In the Sancha region, the government even commissioned a modern version of the Great Wall. County officials had noticed how the Beijing car boom was bringing more people to northern villages, where one of the main attractions was the Ming relic. Recognizing an opportunity for subtle branding, the cadres decreed that all settlements must decorate their roads with structures that resembled the top of the Great Wall. These fake walls were built of red brick, covered in cement, and painted gray. They had crenellations etched with lines that resembled seventeenth-century stonework. From a defensive point of view, the barriers were of questionable value—they were only two and a half feet tall, and if a Mongol had be
en moving south on a moonless night, at a high rate of speed, maybe his horse would have stubbed a hoof on the new Great Wall. But this structure had been designed with the automobile in mind. The new walls often ran on both sides of the road, giving motorists the impression that they were driving atop the Great Wall. It finally fulfilled one of the dreams of the 1920s, when the Shenbao newspaper had suggested that converting the Great Wall into a highway “would make it easier to do business.”
Certainly it was an effective way to put money into peasants’ pockets. Everybody who built the walls earned the standard wage of three dollars per day, and in Sancha the villagers were happy to have the work. They built the new Great Wall, and they worked on Wei Ziqi’s home and guesthouse; and they made repairs to the paved road. The day wages added up, and soon other villagers started to make improvements to their homes. The empty lot at the dead-end road became a depot for construction materials—every time I drove out to the village, I parked amid piles of sand and brick. For a while I mourned the lost tranquility. It seemed like ages since my first year in the village, when the road was still dirt and I could sit at my desk and hear nothing but the wind in the walnut trees. That had been 2001: the last year of silence.

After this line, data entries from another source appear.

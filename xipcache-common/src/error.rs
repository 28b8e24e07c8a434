// Copyright 2025 xipcache Project Authors
//
// Licensed under the Apache License, Version 2.0 (the "License");
// you may not use this file except in compliance with the License.
// You may obtain a copy of the License at
//
//     http://www.apache.org/licenses/LICENSE-2.0
//
// Unless required by applicable law or agreed to in writing, software
// distributed under the License is distributed on an "AS IS" BASIS,
// WITHOUT WARRANTIES OR CONDITIONS OF ANY KIND, either express or implied.
// See the License for the specific language governing permissions and
// limitations under the License.

use std::{
    backtrace::Backtrace,
    fmt::{Debug, Display},
    sync::Arc,
};

/// All kinds of [`Error`] raised by xipcache.
#[derive(Debug, Clone, Copy, PartialEq, Eq, Hash)]
pub enum ErrorKind {
    /// I/O error from the backing store.
    Io,
    /// External error.
    External,
    /// Invalid device configuration.
    Config,
    /// Bad file handle, unknown file or malformed offset/length.
    InvalidRequest,
    /// The file handle does not permit the requested direction.
    PermissionDenied,
    /// The backing store cannot report a layout for the requested range.
    LayoutUnavailable,
    /// Allocation cannot proceed even after eviction.
    ResourceExhausted,
    /// An index insert found an existing entry with incompatible metadata.
    ConflictingExtent,
    /// The byte copy stopped early.
    ///
    /// The number of bytes actually transferred is recorded in the context, see [`Error::transferred`].
    PartialTransfer,
    /// Writing a dirty extent back to the backing store failed.
    WriteBackFailure,
    /// Access through a mapping could not be resolved (bus error equivalent).
    Fault,
    /// The cache file record was evicted while the request waited on it.
    Retired,
    /// The device has been detached.
    Closed,
}

impl ErrorKind {
    /// Convert self into static str.
    pub fn into_static(self) -> &'static str {
        self.into()
    }

    /// Whether the boundary layer reports this kind as a retryable failure.
    ///
    /// Rejected calls (invalid request, permission) and data errors are not retryable.
    pub fn is_retryable(self) -> bool {
        matches!(
            self,
            ErrorKind::LayoutUnavailable | ErrorKind::ResourceExhausted | ErrorKind::Retired
        )
    }
}

impl Display for ErrorKind {
    fn fmt(&self, f: &mut std::fmt::Formatter<'_>) -> std::fmt::Result {
        write!(f, "{}", self.into_static())
    }
}

impl From<ErrorKind> for &'static str {
    fn from(v: ErrorKind) -> &'static str {
        match v {
            ErrorKind::Io => "I/O error",
            ErrorKind::External => "External error",
            ErrorKind::Config => "Config error",
            ErrorKind::InvalidRequest => "Invalid request",
            ErrorKind::PermissionDenied => "Permission denied",
            ErrorKind::LayoutUnavailable => "Layout unavailable",
            ErrorKind::ResourceExhausted => "Resource exhausted",
            ErrorKind::ConflictingExtent => "Conflicting extent",
            ErrorKind::PartialTransfer => "Partial transfer",
            ErrorKind::WriteBackFailure => "Write-back failure",
            ErrorKind::Fault => "Fault",
            ErrorKind::Retired => "Cache file retired",
            ErrorKind::Closed => "Closed",
        }
    }
}

/// Error is the error struct returned by all xipcache functions.
///
/// ## Display
///
/// Via `Display`, the error is printed in a single line:
///
/// ```shell
/// Partial transfer, context: { offset: 0, transferred: 4096 } => missing cache block, source: ...
/// ```
///
/// Via `Debug`, the error is printed in multiple lines with context, source and the captured backtrace.
/// `format!("{err:#?}")` gives the conventional struct-style representation.
pub struct Error {
    kind: ErrorKind,
    message: String,

    context: Vec<(&'static str, String)>,

    source: Option<Arc<anyhow::Error>>,
    backtrace: Option<Arc<Backtrace>>,
}

impl Debug for Error {
    fn fmt(&self, f: &mut std::fmt::Formatter<'_>) -> std::fmt::Result {
        if f.alternate() {
            let mut de = f.debug_struct("Error");
            de.field("kind", &self.kind);
            de.field("message", &self.message);
            de.field("context", &self.context);
            de.field("source", &self.source);
            de.field("backtrace", &self.backtrace);
            return de.finish();
        }

        write!(f, "{}", self.kind)?;
        if !self.message.is_empty() {
            write!(f, " => {}", self.message)?;
        }
        writeln!(f)?;

        if !self.context.is_empty() {
            writeln!(f)?;
            writeln!(f, "Context:")?;
            for (k, v) in self.context.iter() {
                writeln!(f, "  {k}: {v}")?;
            }
        }

        if let Some(source) = &self.source {
            writeln!(f)?;
            writeln!(f, "Source:")?;
            writeln!(f, "  {source:#}")?;
        }

        if let Some(backtrace) = &self.backtrace {
            writeln!(f)?;
            writeln!(f, "Backtrace:")?;
            writeln!(f, "{backtrace}")?;
        }

        Ok(())
    }
}

impl Display for Error {
    fn fmt(&self, f: &mut std::fmt::Formatter<'_>) -> std::fmt::Result {
        write!(f, "{}", self.kind)?;

        if !self.context.is_empty() {
            write!(f, ", context: {{ ")?;
            let mut iter = self.context.iter().peekable();
            while let Some((k, v)) = iter.next() {
                write!(f, "{k}: {v}")?;
                if iter.peek().is_some() {
                    write!(f, ", ")?;
                }
            }
            write!(f, " }}")?;
        }

        if !self.message.is_empty() {
            write!(f, " => {}", self.message)?;
        }

        if let Some(source) = &self.source {
            write!(f, ", source: {source}")?;
        }

        Ok(())
    }
}

impl std::error::Error for Error {
    fn source(&self) -> Option<&(dyn std::error::Error + 'static)> {
        self.source.as_ref().map(|v| v.as_ref().as_ref())
    }
}

impl Clone for Error {
    fn clone(&self) -> Self {
        Self {
            kind: self.kind,
            message: self.message.clone(),
            context: self.context.clone(),
            source: self.source.clone(),
            backtrace: self.backtrace.clone(),
        }
    }
}

impl Error {
    /// Create a new error.
    ///
    /// If the error needs to carry a source error, use the `with_source` method.
    ///
    /// ```rust
    /// # use xipcache_common::error::{Error, ErrorKind};
    /// let io_error = std::io::Error::other("disk on fire");
    /// Error::new(ErrorKind::WriteBackFailure, "write back victim extent").with_source(io_error);
    /// ```
    pub fn new(kind: ErrorKind, message: impl Into<String>) -> Self {
        Self {
            kind,
            message: message.into(),
            context: Vec::new(),
            source: None,
            backtrace: Some(Arc::new(Backtrace::capture())),
        }
    }

    /// Add more context in error.
    pub fn with_context(mut self, key: &'static str, value: impl ToString) -> Self {
        self.context.push((key, value.to_string()));
        self
    }

    /// Set source for error.
    ///
    /// # Notes
    ///
    /// Setting the source twice panics in debug builds.
    pub fn with_source(mut self, source: impl Into<anyhow::Error>) -> Self {
        debug_assert!(self.source.is_none(), "the source error has been set");
        self.source = Some(Arc::new(source.into()));
        self
    }

    /// Get the error kind.
    pub fn kind(&self) -> ErrorKind {
        self.kind
    }

    /// Get the error message.
    pub fn message(&self) -> &str {
        &self.message
    }

    /// Get the error context.
    pub fn context(&self) -> &Vec<(&'static str, String)> {
        &self.context
    }

    /// Look up a context value by key. The latest value wins.
    pub fn context_value(&self, key: &str) -> Option<&str> {
        self.context
            .iter()
            .rev()
            .find(|(k, _)| *k == key)
            .map(|(_, v)| v.as_str())
    }

    /// Get the error backtrace.
    pub fn backtrace(&self) -> Option<&Backtrace> {
        self.backtrace.as_deref()
    }

    /// Get the error source.
    pub fn source(&self) -> Option<&anyhow::Error> {
        self.source.as_deref()
    }

    /// Downcast the reference of the source error to a specific error type reference.
    pub fn downcast_ref<E>(&self) -> Option<&E>
    where
        E: std::error::Error + Send + Sync + 'static,
    {
        self.source.as_deref().and_then(|e| e.downcast_ref::<E>())
    }

    /// Bytes transferred before a [`ErrorKind::PartialTransfer`] stopped the copy.
    ///
    /// Returns `None` for any other kind.
    pub fn transferred(&self) -> Option<usize> {
        if self.kind != ErrorKind::PartialTransfer {
            return None;
        }
        self.context_value("transferred").and_then(|v| v.parse().ok())
    }
}

/// Result type for xipcache.
pub type Result<T> = std::result::Result<T, Error>;

/// Helper methods for Error.
impl Error {
    /// Helper for creating an [`ErrorKind::Io`] error from [`std::io::Error`].
    pub fn io_error(source: std::io::Error) -> Self {
        Error::new(ErrorKind::Io, "backing store I/O").with_source(source)
    }

    /// Helper for creating an [`ErrorKind::InvalidRequest`] error.
    pub fn invalid_request(message: impl Into<String>) -> Self {
        Error::new(ErrorKind::InvalidRequest, message)
    }

    /// Helper for creating an [`ErrorKind::ResourceExhausted`] error with context.
    pub fn resource_exhausted(total: usize, free: usize, required: usize) -> Self {
        Error::new(ErrorKind::ResourceExhausted, "not enough cache blocks after eviction")
            .with_context("total", total)
            .with_context("free", free)
            .with_context("required", required)
    }

    /// Helper for creating a [`ErrorKind::PartialTransfer`] error carrying the transferred byte count.
    pub fn partial_transfer(transferred: usize, message: impl Into<String>) -> Self {
        Error::new(ErrorKind::PartialTransfer, message).with_context("transferred", transferred)
    }

    /// Helper for creating a [`ErrorKind::Fault`] error for the given file offset.
    pub fn fault(offset: u64, message: impl Into<String>) -> Self {
        Error::new(ErrorKind::Fault, message).with_context("offset", offset)
    }
}

impl From<std::io::Error> for Error {
    fn from(e: std::io::Error) -> Self {
        Self::io_error(e)
    }
}
// Copyright 2025 xipcache Project Authors
//
// Licensed under the Apache License, Version 2.0 (the "License");
// you may not use this file except in compliance with the License.
// You may obtain a copy of the License at
//
//     http://www.apache.org/licenses/LICENSE-2.0
//
// Unless required by applicable law or agreed to in writing, software
// distributed under the License is distributed on an "AS IS" BASIS,
// WITHOUT WARRANTIES OR CONDITIONS OF ANY KIND, either express or implied.
// See the License for the specific language governing permissions and
// limitations under the License.

/// Use `debug_assert!` by default. Use `assert!` when feature "strict_assertions" is enabled.
///
/// The feature is resolved in the calling crate, which must declare a `strict_assertions` feature.
#[macro_export]
macro_rules! strict_assert {
    ($($arg:tt)*) => {
        #[cfg(feature = "strict_assertions")]
        assert!($($arg)*);
        #[cfg(not(feature = "strict_assertions"))]
        debug_assert!($($arg)*);
    }
}

/// Use `debug_assert_eq!` by default. Use `assert_eq!` when feature "strict_assertions" is enabled.
#[macro_export]
macro_rules! strict_assert_eq {
    ($($arg:tt)*) => {
        #[cfg(feature = "strict_assertions")]
        assert_eq!($($arg)*);
        #[cfg(not(feature = "strict_assertions"))]
        debug_assert_eq!($($arg)*);
    }
}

But I had lived in China long enough to accept that nothing stays the same, and finally I did what everybody else was doing: I remodeled. Mimi and I had always believed that our house should remain at the local standard, but by 2004 that standard was changing. We hired a crew of local workers, who made the same interior renovations that they had just finished in the home of Wei Ziqi. He had undertaken the most extensive improvements in the village: new ceilings of plaster, linoleum floors with the pattern of wood grain, and clean white walls covered with paint instead of old copies of the People’s Daily. Once the Party Secretary saw the results, she immediately commissioned the same thing for her own house—she wasn’t about to fall behind Wei Ziqi. Over time, most locals followed suit, and the work crews moved throughout the village. In the same steady way that they had built the new Great Wall, crenellation after crenellation, they gave every house the same marks of modernity: plaster ceilings, linoleum floors, painted walls.